Boiler MACT Applicability
Boiler Classification and Conversion
Boiler Tune-up
Boiler Energy Assessment
Pollution Control Equipment
Design and Selection of CEMS and DAS
Continual Compliance

Boiler MACT Applicability

The full names of Boiler MACT and GACT or Area Source as published in the Federal Register 40 CFR Part 63, are as follows: Boiler GACT (Generally Achievable Control Technologies), in short refers to the USEPA’s National Emission Standards for Hazardous Air Pollutants (NESHAP) for Area Source: Industrial, Commercial and Institutional Boilers. Boiler MACT (Maximum Achievable Control Technology) refers to the USEPA’s NESHAP for Major Sources: Industrial, Commercial, and Institutional Boilers and Process Heaters.

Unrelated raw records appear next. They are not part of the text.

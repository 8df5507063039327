//! Inclusive-fee extraction.
//!
//! A consultant fee expressed as a percentage of the *net* amount is already
//! embedded inside a known *gross* figure. Solving
//! `gross = net × (1 + pct / 100)` for `fee = gross − net` gives
//!
//! ```text
//! fee = gross × pct / (100 + pct)
//! ```
//!
//! The fee is rounded to whole currency units and the net is whatever is
//! left, so `fee + net == gross` holds exactly.

use serde::{Deserialize, Serialize};

use crate::coerce::round;

/// A gross amount split into an embedded fee and the remaining net.
#[derive(Debug, Clone, Copy, PartialEq, Default, Serialize, Deserialize)]
pub struct FeeSplit {
    pub fee: f64,
    pub net: f64,
}

/// Split `gross` into `{ fee, net }` for a fee of `pct` percent of the net.
///
/// Non-positive `gross` or `pct` leaves the gross untouched as net.
///
/// ```
/// use sitework_core::fee::fee_inclusive;
///
/// let split = fee_inclusive(350_000.0, 10.0);
/// assert_eq!(split.fee, 31_818.0);
/// assert_eq!(split.net, 318_182.0);
/// ```
pub fn fee_inclusive(gross: f64, pct: f64) -> FeeSplit {
    let gross = finite(gross);
    let pct = finite(pct);
    if gross <= 0.0 || pct <= 0.0 {
        return FeeSplit { fee: 0.0, net: gross };
    }
    let fee = round(embedded_fee(gross, pct));
    FeeSplit {
        fee,
        net: gross - fee,
    }
}

/// Unrounded fee embedded in `amount` at `pct` percent.
///
/// Used where the aggregator needs the exact share before rounding.
pub(crate) fn embedded_fee(amount: f64, pct: f64) -> f64 {
    amount * pct / (100.0 + pct)
}

fn finite(v: f64) -> f64 {
    if v.is_finite() { v } else { 0.0 }
}

#[cfg(test)]
mod tests {
    use super::*;

    #[test]
    fn zero_gross_is_noop() {
        assert_eq!(fee_inclusive(0.0, 10.0), FeeSplit { fee: 0.0, net: 0.0 });
    }

    #[test]
    fn zero_pct_is_noop() {
        assert_eq!(
            fee_inclusive(1000.0, 0.0),
            FeeSplit {
                fee: 0.0,
                net: 1000.0
            }
        );
    }

    #[test]
    fn negative_gross_is_noop() {
        assert_eq!(fee_inclusive(-5.0, 10.0), FeeSplit { fee: 0.0, net: -5.0 });
    }

    #[test]
    fn negative_pct_is_noop() {
        assert_eq!(
            fee_inclusive(1000.0, -3.0),
            FeeSplit {
                fee: 0.0,
                net: 1000.0
            }
        );
    }

    #[test]
    fn non_finite_inputs_are_zero() {
        assert_eq!(fee_inclusive(f64::NAN, 10.0), FeeSplit::default());
        assert_eq!(
            fee_inclusive(500.0, f64::INFINITY),
            FeeSplit {
                fee: 0.0,
                net: 500.0
            }
        );
    }

    #[test]
    fn owner_share_example() {
        let split = fee_inclusive(350_000.0, 10.0);
        assert_eq!(split.fee, 31_818.0);
        assert_eq!(split.net, 318_182.0);
    }

    #[test]
    fn fee_plus_net_is_gross() {
        let cases = [
            (1_050_000.0, 10.0),
            (700_000.0, 7.5),
            (123_457.0, 3.25),
            (99.0, 12.0),
            (1.0, 50.0),
        ];
        for (gross, pct) in cases {
            let split = fee_inclusive(gross, pct);
            assert_eq!(split.fee + split.net, gross, "gross={gross} pct={pct}");
        }
    }

    #[test]
    fn adding_pct_back_recovers_gross() {
        for (gross, pct) in [(350_000.0, 10.0), (812_345.0, 6.0), (10_001.0, 2.5)] {
            let split = fee_inclusive(gross, pct);
            let rebuilt = round(split.net * (1.0 + pct / 100.0));
            assert!(
                (rebuilt - gross).abs() <= 1.0,
                "gross={gross} pct={pct} rebuilt={rebuilt}"
            );
        }
    }

    #[test]
    fn repeated_calls_are_identical() {
        let a = fee_inclusive(640_000.0, 8.0);
        let b = fee_inclusive(640_000.0, 8.0);
        assert_eq!(a.fee.to_bits(), b.fee.to_bits());
        assert_eq!(a.net.to_bits(), b.net.to_bits());
    }
}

Boiler Area Source is a boiler in a facility (industrial, commercial or institutional) that its actual emissions of Hazardous Air Pollutants (HAP) are less the 10 tons per year of any single HAP or less than 25 tons per year of all HAPs combined. EPA allows Boiler Area Source facilities the use of Generally Available Control Technologies (GACT) or management practices to reduce emissions of hazardous air pollutant (as compared to Boiler MACT facilities explained later requiring stricter practices). Therefore, the Boiler Area Source is also referred to as Boiler GACT. See the Applicability Chart to determine how your boiler is classified.

The Boiler MACT rule applies to new and existing boilers and process heaters at major source emitters (commercial or institutional) of Hazardous Air Pollutants (HAPs). In the context of this rule, major sources are defined as having actual emissions of HAPs in excess of 10 tons per year of any single HAP or 25 tons per year of all HAPs combined. If your facility possesses a Title V or Part 70 (Major Source) Air Quality Permit, this does not necessarily mean that the Boiler MACT applies to you. A Title V Air Quality Permit signifies that actual emissions of at least one criteria pollutant (e.g. particulate matter, carbon monoxide, volatile organic compounds, etc.) exceed 100 tons per year for non-HAP pollutants or the 10/25 ton per year HAP thresholds previously stated. If permitted emissions of HAPs are below the major source thresholds, Boiler MACT does not apply to you; however, Boiler GACT may. See the Applicability Chart to determine how your boiler is classified.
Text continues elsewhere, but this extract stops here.